[Start of section]
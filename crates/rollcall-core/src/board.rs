//! Attendance board: the in-memory display model.
//!
//! Holds the record list in arrival order together with control enablement,
//! the status line, and stage visibility. Every mutation publishes a fresh
//! snapshot on a `watch` channel so views can re-render from scratch.

use crate::types::AttendanceRecord;
use tokio::sync::watch;

/// Enablement of the start/stop controls.
#[derive(Debug, Clone, Copy, PartialEq, Eq)]
pub struct Controls {
    pub start_enabled: bool,
    pub stop_enabled: bool,
}

impl Controls {
    pub const IDLE: Controls = Controls {
        start_enabled: true,
        stop_enabled: false,
    };
    pub const STREAMING: Controls = Controls {
        start_enabled: false,
        stop_enabled: true,
    };
}

/// Point-in-time copy of everything a view renders.
#[derive(Debug, Clone, PartialEq, Eq)]
pub struct BoardSnapshot {
    pub records: Vec<AttendanceRecord>,
    pub controls: Controls,
    pub status: String,
    /// Whether the live video/encode surface is shown.
    pub stage_visible: bool,
}

impl BoardSnapshot {
    /// Render the table in list order, header first.
    pub fn render_table(&self) -> String {
        let mut out = String::from("Name | Date | Status\n");
        for record in &self.records {
            out.push_str(&record.to_string());
            out.push('\n');
        }
        out
    }
}

impl Default for BoardSnapshot {
    fn default() -> Self {
        Self {
            records: Vec::new(),
            controls: Controls::IDLE,
            status: String::new(),
            stage_visible: false,
        }
    }
}

/// Shared display model. Cheap to wrap in an `Arc` and share with tasks.
pub struct AttendanceBoard {
    tx: watch::Sender<BoardSnapshot>,
}

impl AttendanceBoard {
    pub fn new() -> Self {
        let (tx, _rx) = watch::channel(BoardSnapshot::default());
        Self { tx }
    }

    /// Append one record. No deduplication.
    pub fn push(&self, record: AttendanceRecord) {
        tracing::debug!(name = %record.full_name(), status = %record.status_type, "record appended");
        self.tx.send_modify(|s| s.records.push(record));
    }

    /// Append records after the existing ones, preserving their order.
    /// Returns how many were appended.
    pub fn extend(&self, records: Vec<AttendanceRecord>) -> usize {
        let count = records.len();
        if count > 0 {
            self.tx.send_modify(|s| s.records.extend(records));
        }
        count
    }

    pub fn set_status(&self, status: impl Into<String>) {
        let status = status.into();
        tracing::debug!(status = %status, "status");
        self.tx.send_modify(|s| s.status = status);
    }

    /// Flip controls and stage visibility between streaming and idle.
    pub fn set_streaming(&self, streaming: bool) {
        self.tx.send_modify(|s| {
            s.controls = if streaming {
                Controls::STREAMING
            } else {
                Controls::IDLE
            };
            s.stage_visible = streaming;
        });
    }

    pub fn snapshot(&self) -> BoardSnapshot {
        self.tx.borrow().clone()
    }

    pub fn len(&self) -> usize {
        self.tx.borrow().records.len()
    }

    pub fn is_empty(&self) -> bool {
        self.len() == 0
    }

    /// Receive a snapshot after every change.
    pub fn subscribe(&self) -> watch::Receiver<BoardSnapshot> {
        self.tx.subscribe()
    }
}

impl Default for AttendanceBoard {
    fn default() -> Self {
        Self::new()
    }
}
//! sitemapper CLI - static sitemap and robots.txt generation.
//!
//! Reads a declarative `sitemapper.toml`, resolves every configured URL
//! source, and writes the sitemap files, index, and robots.txt into the
//! output directory.

use anyhow::Result;
use clap::Parser;
use tracing::Level;
use tracing_subscriber::FmtSubscriber;

mod cli;
mod config;

use cli::Cli;

#[tokio::main]
async fn main() -> Result<()> {
    let cli = Cli::parse();

    initialize_logging(&cli)?;

    let file = config::load(&cli.config)?;
    let mut engine_config = config::compile(file);

    if let Some(output) = cli.output {
        engine_config.output_dir = output;
    }
    if cli.force {
        engine_config.stale_time = None;
    }

    let result = sitemapper_core::ensure_sitemaps(engine_config).await?;

    if result.skipped {
        println!("sitemaps are fresh, nothing to do");
        return Ok(());
    }

    for sitemap in &result.sitemaps {
        println!("  {} ({} URLs)", sitemap.path, sitemap.url_count);
    }
    if let Some(index) = &result.sitemap_index_path {
        println!("  {index}");
    }
    if let Some(robots) = &result.robots_path {
        println!("  {robots}");
    }
    println!("wrote {} sitemap file(s)", result.sitemaps.len());

    Ok(())
}

fn initialize_logging(cli: &Cli) -> Result<()> {
    let level = if cli.verbose { Level::DEBUG } else { Level::INFO };

    let subscriber = FmtSubscriber::builder()
        .with_max_level(level)
        .with_target(false)
        .with_thread_ids(false)
        .with_thread_names(false)
        .finish();

    tracing::subscriber::set_global_default(subscriber)?;
    Ok(())
}
/// Runs one generation pass over the configured groups.
///
/// Returns the manifest of written files. Provider failures are contained
/// per group (see module docs); only output I/O failures return `Err`.
pub async fn generate_sitemaps(config: &GeneratorConfig) -> Result<SitemapGeneratorResult> {
    let index_full_path = config.output_dir.join(&config.sitemap_index_path);

    if let Some(stale_time) = config.stale_time
        && !is_stale(&index_full_path, stale_time)
    {
        debug!(
            "Sitemap index {} is fresh, skipping generation",
            index_full_path.display()
        );
        let robots_exists = config.output_dir.join("robots.txt").exists();
        return Ok(SitemapGeneratorResult {
            sitemaps: Vec::new(),
            sitemap_index_path: Some(config.sitemap_index_path.clone()),
            robots_path: robots_exists.then(|| "robots.txt".to_string()),
            skipped: true,
        });
    }

    let base_url = config.base_url.trim_end_matches('/');
    let seo_dir = config.output_dir.join(&config.sitemap_subdir);
    ensure_dir(&config.output_dir)?;
    ensure_dir(&seo_dir)?;

    let mut generated: Vec<GeneratedSitemap> = Vec::new();
    let mut index_urls: Vec<String> = Vec::new();
    let mut group_errors: Vec<(String, String)> = Vec::new();

    let mut write_chunks = |name: &str, page_size: usize, urls: &[SitemapEntry]| -> Result<()> {
        let chunks: Vec<&[SitemapEntry]> = urls.chunks(page_size).collect();
        for (idx, chunk) in chunks.iter().enumerate() {
            let file_name = if chunks.len() == 1 {
                format!("{name}.xml")
            } else {
                format!("{name}-{}.xml", idx + 1)
            };
            let relative_path = format!("{}/{file_name}", config.sitemap_subdir);

            write_file(&seo_dir.join(&file_name), &build_url_set_xml(chunk))?;

            index_urls.push(format!("{base_url}/{relative_path}"));
            generated.push(GeneratedSitemap {
                name: file_name,
                path: relative_path,
                url_count: chunk.len(),
            });
        }
        Ok(())
    };

    for group in &config.groups {
        match group.provider.provide().await {
            Ok(urls) if urls.is_empty() => {
                debug!("Group '{}' produced no URLs, skipping", group.name);
            },
            Ok(urls) => {
                info!("Group '{}' resolved {} URLs", group.name, urls.len());
                // A page size of zero would never terminate the chunking.
                let page_size = group
                    .page_size
                    .unwrap_or(config.default_page_size)
                    .max(1);
                write_chunks(&group.name, page_size, &urls)?;
            },
            Err(e) => {
                group_errors.push((group.name.clone(), e.to_string()));
            },
        }
    }

    if !group_errors.is_empty() {
        let summary: Vec<String> = group_errors
            .iter()
            .map(|(name, message)| format!("{name}: {message}"))
            .collect();
        error!(
            "{} sitemap group(s) failed: {}",
            group_errors.len(),
            summary.join("; ")
        );

        let mut entries: Vec<SitemapEntry> = vec![base_url.into()];
        entries.extend(group_errors.iter().map(|(name, message)| {
            let encoded = urlencoding::encode(&format!("{name}:{message}")).into_owned();
            SitemapEntry::from(format!("{base_url}/{ERROR_URL_SEGMENT}/{encoded}"))
        }));

        let relative_path = format!("{}/{ERROR_SITEMAP_NAME}", config.sitemap_subdir);
        write_file(
            &seo_dir.join(ERROR_SITEMAP_NAME),
            &build_url_set_xml(&entries),
        )?;
        index_urls.push(format!("{base_url}/{relative_path}"));
        generated.push(GeneratedSitemap {
            name: ERROR_SITEMAP_NAME.to_string(),
            path: relative_path,
            url_count: entries.len(),
        });
    }

    if index_urls.is_empty() {
        // Degenerate all-empty run: the index path must still exist and be
        // valid XML, so write a single-URL urlset instead of an index.
        write_file(
            &index_full_path,
            &build_url_set_xml(&[SitemapEntry::from(base_url)]),
        )?;
    } else {
        write_file(&index_full_path, &build_sitemap_index_xml(&index_urls))?;
    }

    let index_url = (!index_urls.is_empty())
        .then(|| format!("{base_url}/{}", config.sitemap_index_path));

    let robots_path = match &config.robots {
        RobotsSetting::Disabled => None,
        RobotsSetting::Enabled => {
            let robots_config = RobotsConfig {
                sitemap_url: index_url,
                ..RobotsConfig::default()
            };
            write_file(
                &config.output_dir.join("robots.txt"),
                &build_robots_txt(&robots_config),
            )?;
            Some("robots.txt".to_string())
        },
        RobotsSetting::Custom(custom) => {
            let mut robots_config = custom.clone();
            if robots_config.sitemap_url.is_none() {
                robots_config.sitemap_url = index_url;
            }
            write_file(
                &config.output_dir.join("robots.txt"),
                &build_robots_txt(&robots_config),
            )?;
            Some("robots.txt".to_string())
        },
    };

    info!(
        "Wrote {} sitemap file(s) under {}",
        generated.len(),
        config.output_dir.display()
    );

    Ok(SitemapGeneratorResult {
        sitemaps: generated,
        sitemap_index_path: Some(config.sitemap_index_path.clone()),
        robots_path,
        skipped: false,
    })
}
[End of section]
> _What to do_: Reproduce, character for character, only the lines of the preceding data that start at the line with "Holds the record" and end at the line with "tracing::debug!(name = %record.full_name(), status", both included.

> _Answer for this exercise_:
//! Holds the record list in arrival order together with control enablement,
//! the status line, and stage visibility. Every mutation publishes a fresh
//! snapshot on a `watch` channel so views can re-render from scratch.

use crate::types::AttendanceRecord;
use tokio::sync::watch;

/// Enablement of the start/stop controls.
#[derive(Debug, Clone, Copy, PartialEq, Eq)]
pub struct Controls {
    pub start_enabled: bool,
    pub stop_enabled: bool,
}

impl Controls {
    pub const IDLE: Controls = Controls {
        start_enabled: true,
        stop_enabled: false,
    };
    pub const STREAMING: Controls = Controls {
        start_enabled: false,
        stop_enabled: true,
    };
}

/// Point-in-time copy of everything a view renders.
#[derive(Debug, Clone, PartialEq, Eq)]
pub struct BoardSnapshot {
    pub records: Vec<AttendanceRecord>,
    pub controls: Controls,
    pub status: String,
    /// Whether the live video/encode surface is shown.
    pub stage_visible: bool,
}

impl BoardSnapshot {
    /// Render the table in list order, header first.
    pub fn render_table(&self) -> String {
        let mut out = String::from("Name | Date | Status\n");
        for record in &self.records {
            out.push_str(&record.to_string());
            out.push('\n');
        }
        out
    }
}

impl Default for BoardSnapshot {
    fn default() -> Self {
        Self {
            records: Vec::new(),
            controls: Controls::IDLE,
            status: String::new(),
            stage_visible: false,
        }
    }
}

/// Shared display model. Cheap to wrap in an `Arc` and share with tasks.
pub struct AttendanceBoard {
    tx: watch::Sender<BoardSnapshot>,
}

impl AttendanceBoard {
    pub fn new() -> Self {
        let (tx, _rx) = watch::channel(BoardSnapshot::default());
        Self { tx }
    }

    /// Append one record. No deduplication.
    pub fn push(&self, record: AttendanceRecord) {
        tracing::debug!(name = %record.full_name(), status = %record.status_type, "record appended");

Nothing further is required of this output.